What this task involves:
Your answer should show every line of the material below that includes "Option".

Material shown:

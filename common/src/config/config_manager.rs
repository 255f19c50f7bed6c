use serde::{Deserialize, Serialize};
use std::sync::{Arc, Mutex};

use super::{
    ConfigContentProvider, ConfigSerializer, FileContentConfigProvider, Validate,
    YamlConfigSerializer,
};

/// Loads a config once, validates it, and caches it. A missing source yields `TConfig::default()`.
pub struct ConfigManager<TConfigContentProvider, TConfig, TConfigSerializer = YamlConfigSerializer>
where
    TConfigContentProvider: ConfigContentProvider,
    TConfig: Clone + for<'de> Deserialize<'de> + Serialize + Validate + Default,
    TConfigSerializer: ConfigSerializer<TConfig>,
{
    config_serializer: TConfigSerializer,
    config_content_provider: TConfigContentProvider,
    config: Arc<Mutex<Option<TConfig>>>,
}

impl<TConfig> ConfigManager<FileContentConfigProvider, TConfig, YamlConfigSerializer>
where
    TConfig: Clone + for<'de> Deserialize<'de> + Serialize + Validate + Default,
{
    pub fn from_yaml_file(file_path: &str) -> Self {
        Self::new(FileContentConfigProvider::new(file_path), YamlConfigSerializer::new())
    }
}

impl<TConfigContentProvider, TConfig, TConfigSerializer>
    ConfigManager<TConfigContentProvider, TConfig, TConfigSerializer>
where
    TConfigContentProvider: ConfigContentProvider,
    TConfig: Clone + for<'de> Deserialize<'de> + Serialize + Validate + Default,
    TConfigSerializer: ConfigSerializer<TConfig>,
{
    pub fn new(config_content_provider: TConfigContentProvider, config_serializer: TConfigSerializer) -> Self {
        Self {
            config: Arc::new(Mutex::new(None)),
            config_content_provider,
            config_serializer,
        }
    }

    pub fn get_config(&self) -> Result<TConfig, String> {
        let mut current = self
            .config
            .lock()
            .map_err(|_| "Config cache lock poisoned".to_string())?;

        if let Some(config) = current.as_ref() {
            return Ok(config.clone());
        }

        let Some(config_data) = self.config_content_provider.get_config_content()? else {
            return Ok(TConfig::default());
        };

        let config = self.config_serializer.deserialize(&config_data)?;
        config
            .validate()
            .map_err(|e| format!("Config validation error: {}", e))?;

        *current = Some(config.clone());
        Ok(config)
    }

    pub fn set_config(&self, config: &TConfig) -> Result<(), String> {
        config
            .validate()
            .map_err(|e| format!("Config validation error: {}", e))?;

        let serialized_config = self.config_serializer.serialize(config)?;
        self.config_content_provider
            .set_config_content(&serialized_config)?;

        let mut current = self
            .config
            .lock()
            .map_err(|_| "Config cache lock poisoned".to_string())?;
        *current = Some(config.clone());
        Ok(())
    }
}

* * *

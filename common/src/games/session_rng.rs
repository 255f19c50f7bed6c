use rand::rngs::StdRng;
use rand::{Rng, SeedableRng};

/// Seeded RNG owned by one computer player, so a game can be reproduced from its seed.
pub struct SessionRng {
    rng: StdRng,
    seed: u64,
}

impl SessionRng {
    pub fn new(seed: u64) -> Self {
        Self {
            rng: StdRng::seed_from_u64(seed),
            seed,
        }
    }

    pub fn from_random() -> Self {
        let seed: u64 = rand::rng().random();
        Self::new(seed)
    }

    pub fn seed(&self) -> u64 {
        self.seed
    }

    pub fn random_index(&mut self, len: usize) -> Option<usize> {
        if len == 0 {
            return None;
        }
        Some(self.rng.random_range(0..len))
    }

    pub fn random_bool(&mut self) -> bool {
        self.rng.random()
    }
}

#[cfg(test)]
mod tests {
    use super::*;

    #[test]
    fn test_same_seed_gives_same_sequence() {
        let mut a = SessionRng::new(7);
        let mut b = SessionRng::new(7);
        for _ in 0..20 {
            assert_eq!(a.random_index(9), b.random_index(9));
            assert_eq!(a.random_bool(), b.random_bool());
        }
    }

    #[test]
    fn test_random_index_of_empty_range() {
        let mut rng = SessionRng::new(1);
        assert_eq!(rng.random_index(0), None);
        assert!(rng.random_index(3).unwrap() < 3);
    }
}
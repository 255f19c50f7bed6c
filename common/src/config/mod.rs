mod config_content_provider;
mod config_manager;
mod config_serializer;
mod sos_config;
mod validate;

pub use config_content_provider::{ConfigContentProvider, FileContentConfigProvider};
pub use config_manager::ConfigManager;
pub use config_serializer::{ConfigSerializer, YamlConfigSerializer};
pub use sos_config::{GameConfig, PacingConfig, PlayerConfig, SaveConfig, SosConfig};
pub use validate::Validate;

==

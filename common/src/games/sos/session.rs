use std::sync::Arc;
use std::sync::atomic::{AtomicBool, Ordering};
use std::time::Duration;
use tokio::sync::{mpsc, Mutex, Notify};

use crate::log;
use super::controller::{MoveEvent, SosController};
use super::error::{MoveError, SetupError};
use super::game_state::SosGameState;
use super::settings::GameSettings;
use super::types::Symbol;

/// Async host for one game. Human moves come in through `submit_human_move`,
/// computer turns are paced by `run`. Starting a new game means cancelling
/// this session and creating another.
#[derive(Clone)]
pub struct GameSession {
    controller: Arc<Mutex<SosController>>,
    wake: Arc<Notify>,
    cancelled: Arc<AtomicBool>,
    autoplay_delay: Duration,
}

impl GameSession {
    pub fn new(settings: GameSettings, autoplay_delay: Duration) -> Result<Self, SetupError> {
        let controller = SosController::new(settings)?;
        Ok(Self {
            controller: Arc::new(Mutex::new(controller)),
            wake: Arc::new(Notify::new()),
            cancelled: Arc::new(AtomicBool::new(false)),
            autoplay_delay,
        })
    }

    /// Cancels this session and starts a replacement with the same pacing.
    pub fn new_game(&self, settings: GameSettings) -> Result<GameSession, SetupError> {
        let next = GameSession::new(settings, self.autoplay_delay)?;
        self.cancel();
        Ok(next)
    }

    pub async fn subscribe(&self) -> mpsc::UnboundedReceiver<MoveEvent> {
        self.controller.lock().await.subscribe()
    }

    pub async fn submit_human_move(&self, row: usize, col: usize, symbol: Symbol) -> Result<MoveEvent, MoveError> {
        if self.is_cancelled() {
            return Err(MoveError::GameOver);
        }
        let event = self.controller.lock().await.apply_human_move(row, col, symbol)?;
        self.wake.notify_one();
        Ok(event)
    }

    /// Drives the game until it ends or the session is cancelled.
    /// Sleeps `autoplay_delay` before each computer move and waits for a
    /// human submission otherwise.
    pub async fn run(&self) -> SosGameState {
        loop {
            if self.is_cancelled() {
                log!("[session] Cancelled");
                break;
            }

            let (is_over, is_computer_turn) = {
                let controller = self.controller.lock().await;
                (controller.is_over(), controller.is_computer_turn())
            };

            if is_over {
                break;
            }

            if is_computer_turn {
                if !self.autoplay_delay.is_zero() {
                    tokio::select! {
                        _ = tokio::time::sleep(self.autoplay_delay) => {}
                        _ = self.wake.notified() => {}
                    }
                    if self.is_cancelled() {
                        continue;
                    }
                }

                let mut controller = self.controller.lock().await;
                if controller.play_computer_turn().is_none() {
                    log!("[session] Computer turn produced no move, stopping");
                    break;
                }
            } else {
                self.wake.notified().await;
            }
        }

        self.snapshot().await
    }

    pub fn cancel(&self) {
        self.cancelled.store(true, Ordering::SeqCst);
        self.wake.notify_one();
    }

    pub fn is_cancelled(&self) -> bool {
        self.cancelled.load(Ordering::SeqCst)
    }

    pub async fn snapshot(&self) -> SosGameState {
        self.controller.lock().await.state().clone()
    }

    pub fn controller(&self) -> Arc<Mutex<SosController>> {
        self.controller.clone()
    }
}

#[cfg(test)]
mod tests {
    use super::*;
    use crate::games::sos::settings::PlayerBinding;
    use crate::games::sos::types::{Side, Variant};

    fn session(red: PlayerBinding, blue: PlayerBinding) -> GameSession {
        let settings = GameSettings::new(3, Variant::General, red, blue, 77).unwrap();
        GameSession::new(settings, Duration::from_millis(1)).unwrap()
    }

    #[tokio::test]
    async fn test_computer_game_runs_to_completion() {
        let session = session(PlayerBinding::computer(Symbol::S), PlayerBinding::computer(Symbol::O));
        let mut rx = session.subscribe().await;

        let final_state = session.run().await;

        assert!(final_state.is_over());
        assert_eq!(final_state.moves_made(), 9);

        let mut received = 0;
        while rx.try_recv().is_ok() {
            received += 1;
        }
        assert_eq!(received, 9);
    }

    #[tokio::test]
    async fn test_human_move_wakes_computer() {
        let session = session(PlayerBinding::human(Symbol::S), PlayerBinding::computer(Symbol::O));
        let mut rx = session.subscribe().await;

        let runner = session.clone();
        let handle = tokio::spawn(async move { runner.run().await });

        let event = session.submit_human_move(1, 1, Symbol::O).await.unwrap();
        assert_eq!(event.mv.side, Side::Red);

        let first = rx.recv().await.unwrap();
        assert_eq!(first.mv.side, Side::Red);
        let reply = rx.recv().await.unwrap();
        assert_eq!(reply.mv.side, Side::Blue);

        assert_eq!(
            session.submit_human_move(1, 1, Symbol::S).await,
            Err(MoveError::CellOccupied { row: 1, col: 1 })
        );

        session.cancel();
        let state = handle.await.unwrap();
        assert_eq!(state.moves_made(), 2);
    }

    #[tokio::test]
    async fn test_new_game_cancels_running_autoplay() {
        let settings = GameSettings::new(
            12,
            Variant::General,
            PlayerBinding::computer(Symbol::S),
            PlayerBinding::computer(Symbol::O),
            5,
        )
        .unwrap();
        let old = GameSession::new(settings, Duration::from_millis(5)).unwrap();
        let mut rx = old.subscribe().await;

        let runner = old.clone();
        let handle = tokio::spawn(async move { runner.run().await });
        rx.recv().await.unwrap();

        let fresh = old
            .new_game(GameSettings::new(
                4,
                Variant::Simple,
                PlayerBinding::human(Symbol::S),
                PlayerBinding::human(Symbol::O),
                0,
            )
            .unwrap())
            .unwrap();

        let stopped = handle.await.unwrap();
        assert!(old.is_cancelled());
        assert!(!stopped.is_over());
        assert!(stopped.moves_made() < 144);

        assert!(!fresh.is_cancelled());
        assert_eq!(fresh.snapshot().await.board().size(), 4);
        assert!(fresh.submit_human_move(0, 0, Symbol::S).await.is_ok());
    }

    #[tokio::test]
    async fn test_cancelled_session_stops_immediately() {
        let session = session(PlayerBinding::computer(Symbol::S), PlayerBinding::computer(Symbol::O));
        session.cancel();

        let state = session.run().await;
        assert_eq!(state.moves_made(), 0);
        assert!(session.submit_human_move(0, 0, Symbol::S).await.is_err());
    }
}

The answer:
    config: Arc<Mutex<Option<TConfig>>>,
    pub fn random_index(&mut self, len: usize) -> Option<usize> {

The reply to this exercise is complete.